It’s a repeating theme in much of his published work, but this week perhaps more than most, Ted Barris’s focus on unheralded Canadian heroism during the Second World War appears to have some resonance.
In recognition of the 75th anniversary of the famous bombing raid against the Ruhr River valley war munitions factories of the Third Reich, Ted Barris offered his first ever talk/presentation on the story of the famous “Dam Busters” raid at the Canadian Warplane Heritage Museum in Hamilton.
About 500 museum members, history buffs, some veterans and the general public filled seats in front of the museum’s WWII Lancaster inside the main hangar to hear the talk. Barris borrowed a comment from one of the Royal Air Force officers featured in the 1955 movie The Dam Busters who told Guy Gibson, the wing commander of No. 617 Squadron, “We mustn’t forget the English” when hand-picking airmen for the raid.
“We mustn’t forget the Canadians,!” Barris emphasized in response.

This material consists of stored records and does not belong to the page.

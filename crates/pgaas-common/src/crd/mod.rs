//! Custom Resource Definitions
//!
//! `PostgresqlStandalone` and `PostgresqlStandaloneOperatorConfig` are owned
//! by this operator. `Release` and `Schedule` belong to external controllers
//! and are typed here so they can be read and written like any other kind.

mod operator_config;
mod release;
mod schedule;
mod standalone;
mod types;

pub use operator_config::{
    BackupConfiguration, ChartSpec, HelmReleaseOverride, HelmReleaseTemplate, PersistenceSpec,
    PostgresqlStandaloneOperatorConfig, PostgresqlStandaloneOperatorConfigSpec, ResourceBounds,
};
pub use release::{ProviderConfigReference, Release, ReleaseParameters, ReleaseSpec, ReleaseStatus};
pub use schedule::{
    Backend, PruneJob, Retention, S3Backend, Schedule, ScheduleSpec, ScheduledJob,
    SecretKeySelector,
};
pub use standalone::{
    BackupSpec, ConnectionSecretRef, DeploymentStrategy, HelmChartStatus, MajorVersion, Parameters,
    PostgresqlStandalone, PostgresqlStandaloneSpec, PostgresqlStandaloneStatus, Resources,
};
pub use types::{
    find_condition, preserve_unknown_fields, remove_condition, set_condition, Condition,
    ConditionStatus, SecretRef, CONDITION_PROGRESSING, CONDITION_READY, CONDITION_SYNCED,
};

During the 50-minute presentation, Barris drew on research, interviews and narrative featured in his forthcoming book, Dam Busters: Canadian Airmen and the Secret Raid against Nazi Germany, to be published by HarperCollins this year. The raid on May 16-17, 1943 required 19 specially modified Lancaster bombers to travel at treetop altitude – less than 100 feet off the ground and the water – from Scampton air base in Britain to the Ruhr Valley in the heart of Germany to attempt to destroy the Möhne, Eder and Sorpe dams. They breached the first two and damaged the third, but in the course of the combat operation lost eight bombers including 56 airmen.
Barris pointed out that of the 133 airmen specially chosen and trained in seven and a half weeks prior to the raid, nearly a quarter of those were Canadians. Thirty aircrew – pilots, navigators, flight engineers, wireless radio operators, bomb aimers and gunners – came from nearly every province in the country. What made the story equally important as a Canadian story, Barris pointed out, was that nearly half those chosen for the raid received their training in the British Commonwealth Air Training Plan operated principally in Canada between 1939 and 1945.
“The elephant in the room is that almost half the Dam Busters received their air training in Canada,” Barris said, “and that’s not been recognized before.”
The Canadian Warplane Heritage Museum, who staged the presentation, houses among the largest collections of air-worthy wartime aircraft, including the Mynarski Memorial Lancaster, which towered over Barris and the audience during the presentation.
Dam Busters: Canadian Airmen and the Secret Raid against Nazi Germany is due for release in September, as a Patrick Crean Edition book from HarperCollins Canada.